Read through the material below and find each line that has the word "SetVolume"; copy it.
[Opening EXERCISE MATERIAL section]
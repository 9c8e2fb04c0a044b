//! # Core Runtime Module
//!
//! Runtime infrastructure shared by the playback session core:
//! - Logging and tracing initialisation with host log forwarding
//! - Session dependency configuration with fail-fast validation
//! - Event bus for session notifications
//!
//! ## Overview
//!
//! `core-playback` depends on this crate for everything that is not playback
//! logic proper: how notifications reach observers, how bridges are wired
//! together, and how logs leave the process.

pub mod config;
pub mod error;
pub mod events;
pub mod logging;

pub use error::{Error, Result};
//! Recording engine shared by the unit tests.

use bridge_traits::error::Result as BridgeResult;
use bridge_traits::{
    BridgeError, EngineEvent, EngineEventSink, EngineSample, LoadRequest, MediaSource,
    PlaybackEngine,
};
use std::sync::{Arc, Mutex};
use std::time::Duration;
use tokio::sync::Notify;

#[derive(Debug, Clone, PartialEq)]
pub(crate) enum EngineCall {
    Load { sources: usize, start_index: usize },
    Play,
    Pause,
    Stop,
    Seek(Duration),
    SetVolume(f32),
    Insert { index: usize, count: usize },
    Remove(usize),
    Move(usize, usize),
    Replace(usize),
    Release,
}

#[derive(Default)]
struct Recorded {
    calls: Vec<EngineCall>,
    sinks: Vec<Arc<dyn EngineEventSink>>,
    sample: EngineSample,
    fail_edits: bool,
    load_gate: Option<Arc<Notify>>,
}

#[derive(Clone, Default)]
pub(crate) struct RecordingEngine {
    state: Arc<Mutex<Recorded>>,
}

impl RecordingEngine {
    pub(crate) fn new() -> Self {
        Self::default()
    }

    pub(crate) fn calls(&self) -> Vec<EngineCall> {
        self.state.lock().unwrap().calls.clone()
    }

    pub(crate) fn count(&self, call: &EngineCall) -> usize {
        self.calls().iter().filter(|c| *c == call).count()
    }

    /// Every subsequent load waits for one `notify_one` on the returned gate.
    pub(crate) fn gate_loads(&self) -> Arc<Notify> {
        let gate = Arc::new(Notify::new());
        self.state.lock().unwrap().load_gate = Some(Arc::clone(&gate));
        gate
    }

    pub(crate) fn fail_edits(&self, fail: bool) {
        self.state.lock().unwrap().fail_edits = fail;
    }

    pub(crate) fn set_sample(&self, sample: EngineSample) {
        self.state.lock().unwrap().sample = sample;
    }

    /// Emit through the sink of the most recent load.
    pub(crate) fn emit(&self, event: EngineEvent) {
        let sink = self.state.lock().unwrap().sinks.last().cloned();
        sink.expect("no load happened yet").emit(event);
    }

    pub(crate) async fn wait_for(&self, call: &EngineCall) {
        for _ in 0..1_000 {
            if self.count(call) > 0 {
                return;
            }
            tokio::task::yield_now().await;
        }
        panic!("engine never saw {:?}; calls: {:?}", call, self.calls());
    }

    fn record(&self, call: EngineCall) {
        self.state.lock().unwrap().calls.push(call);
    }

    fn record_edit(&self, call: EngineCall) -> BridgeResult<()> {
        let fail = self.state.lock().unwrap().fail_edits;
        self.record(call);
        if fail {
            return Err(BridgeError::EngineRejected {
                command: "edit",
                reason: "timeline locked".to_string(),
            });
        }
        Ok(())
    }
}

#[async_trait::async_trait]
impl PlaybackEngine for RecordingEngine {
    async fn load(&self, request: LoadRequest, events: Arc<dyn EngineEventSink>) -> BridgeResult<()> {
        let gate = self.state.lock().unwrap().load_gate.clone();
        if let Some(gate) = gate {
            gate.notified().await;
        }
        let mut state = self.state.lock().unwrap();
        state.calls.push(EngineCall::Load {
            sources: request.sources.len(),
            start_index: request.start_index,
        });
        state.sinks.push(events);
        Ok(())
    }

    async fn play(&self) -> BridgeResult<()> {
        self.record(EngineCall::Play);
        Ok(())
    }

    async fn pause(&self) -> BridgeResult<()> {
        self.record(EngineCall::Pause);
        Ok(())
    }

    async fn stop(&self) -> BridgeResult<()> {
        self.record(EngineCall::Stop);
        Ok(())
    }

    async fn seek(&self, position: Duration) -> BridgeResult<()> {
        self.record(EngineCall::Seek(position));
        Ok(())
    }

    async fn set_volume(&self, volume: f32) -> BridgeResult<()> {
        self.record(EngineCall::SetVolume(volume));
        Ok(())
    }

    async fn insert_sources(&self, index: usize, sources: Vec<MediaSource>) -> BridgeResult<()> {
        self.record_edit(EngineCall::Insert {
            index,
            count: sources.len(),
        })
    }

    async fn remove_source(&self, index: usize) -> BridgeResult<()> {
        self.record_edit(EngineCall::Remove(index))
    }

    async fn move_source(&self, from: usize, to: usize) -> BridgeResult<()> {
        self.record_edit(EngineCall::Move(from, to))
    }

    async fn replace_sources(&self, sources: Vec<MediaSource>) -> BridgeResult<()> {
        self.record_edit(EngineCall::Replace(sources.len()))
    }

    async fn release(&self) -> BridgeResult<()> {
        self.record(EngineCall::Release);
        Ok(())
    }

    fn sample(&self) -> EngineSample {
        self.state.lock().unwrap().sample
    }
}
[Closing EXERCISE MATERIAL section]
▸ **REPLY TO THE TASK**
    SetVolume(f32),
        self.record(EngineCall::SetVolume(volume));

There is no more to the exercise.